Problem details:
Where the records below have a line with "Deserialize", that line is to be copied.

(Recorded data)
· · · · · · ·
//! Coordinate & Timing Utilities
//!
//! Pure conversions between pixel and percentage positions, and anchor-time
//! arithmetic for relative timings.
//!
//! Pixel positions are offsets of the element centre from the canvas centre,
//! so `(0, 0)` is a centred element on any canvas. Percentages use the same
//! origin and are relative to the canvas width (x) or height (y).

use serde::{Deserialize, Serialize};

use super::models::{PercentPosition, TimingAnchor};
use crate::core::{Size2D, TimeSec};

/// Position in pixels, relative to the canvas centre
#[derive(Clone, Debug, Default, PartialEq, Serialize, Deserialize)]
#[serde(rename_all = "camelCase")]
pub struct PixelPosition {
    pub x: f64,
    pub y: f64,
    #[serde(default)]
    pub rotation: f64,
    #[serde(default, skip_serializing_if = "Option::is_none")]
    pub width: Option<f64>,
    #[serde(default, skip_serializing_if = "Option::is_none")]
    pub height: Option<f64>,
}

impl PixelPosition {
    pub fn new(x: f64, y: f64) -> Self {
        Self {
            x,
            y,
            ..Default::default()
        }
    }

    pub fn with_size(mut self, width: f64, height: f64) -> Self {
        self.width = Some(width);
        self.height = Some(height);
        self
    }

    pub fn with_rotation(mut self, rotation: f64) -> Self {
        self.rotation = rotation;
        self
    }
}

/// Converts a pixel offset to a percentage of `size`.
///
/// A non-positive size has no meaningful basis and yields 0.
pub fn position_to_percent(value: f64, size: f64) -> f64 {
    if size <= 0.0 || !size.is_finite() {
        return 0.0;
    }
    value / size * 100.0
}

/// Converts a percentage of `size` back to pixels
pub fn percent_to_position(percent: f64, size: f64) -> f64 {
    percent / 100.0 * size
}

/// Converts a pixel position into a resolution-independent one
pub fn to_percent_position(position: &PixelPosition, canvas: Size2D) -> PercentPosition {
    let (w, h) = (canvas.width as f64, canvas.height as f64);
    PercentPosition {
        x_percent: position_to_percent(position.x, w),
        y_percent: position_to_percent(position.y, h),
        rotation: position.rotation,
        width_percent: position.width.map(|v| position_to_percent(v, w)),
        height_percent: position.height.map(|v| position_to_percent(v, h)),
    }
}

/// Resolves a percentage position against a concrete canvas
pub fn to_pixel_position(position: &PercentPosition, canvas: Size2D) -> PixelPosition {
    let (w, h) = (canvas.width as f64, canvas.height as f64);
    PixelPosition {
        x: percent_to_position(position.x_percent, w),
        y: percent_to_position(position.y_percent, h),
        rotation: position.rotation,
        width: position.width_percent.map(|v| percent_to_position(v, w)),
        height: position.height_percent.map(|v| percent_to_position(v, h)),
    }
}

/// Time of an anchor point on an element
pub fn anchor_time(start: TimeSec, duration: TimeSec, anchor: TimingAnchor) -> TimeSec {
    match anchor {
        TimingAnchor::Start => start,
        TimingAnchor::End => start + duration,
    }
}

/// Start time of an element positioned relative to an anchor element
pub fn relative_start(
    anchor_start: TimeSec,
    anchor_duration: TimeSec,
    anchor: TimingAnchor,
    offset: TimeSec,
) -> TimeSec {
    anchor_time(anchor_start, anchor_duration, anchor) + offset
}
· · · · · · ·
Solution for this problem:
use serde::{Deserialize, Serialize};
#[derive(Clone, Debug, Default, PartialEq, Serialize, Deserialize)]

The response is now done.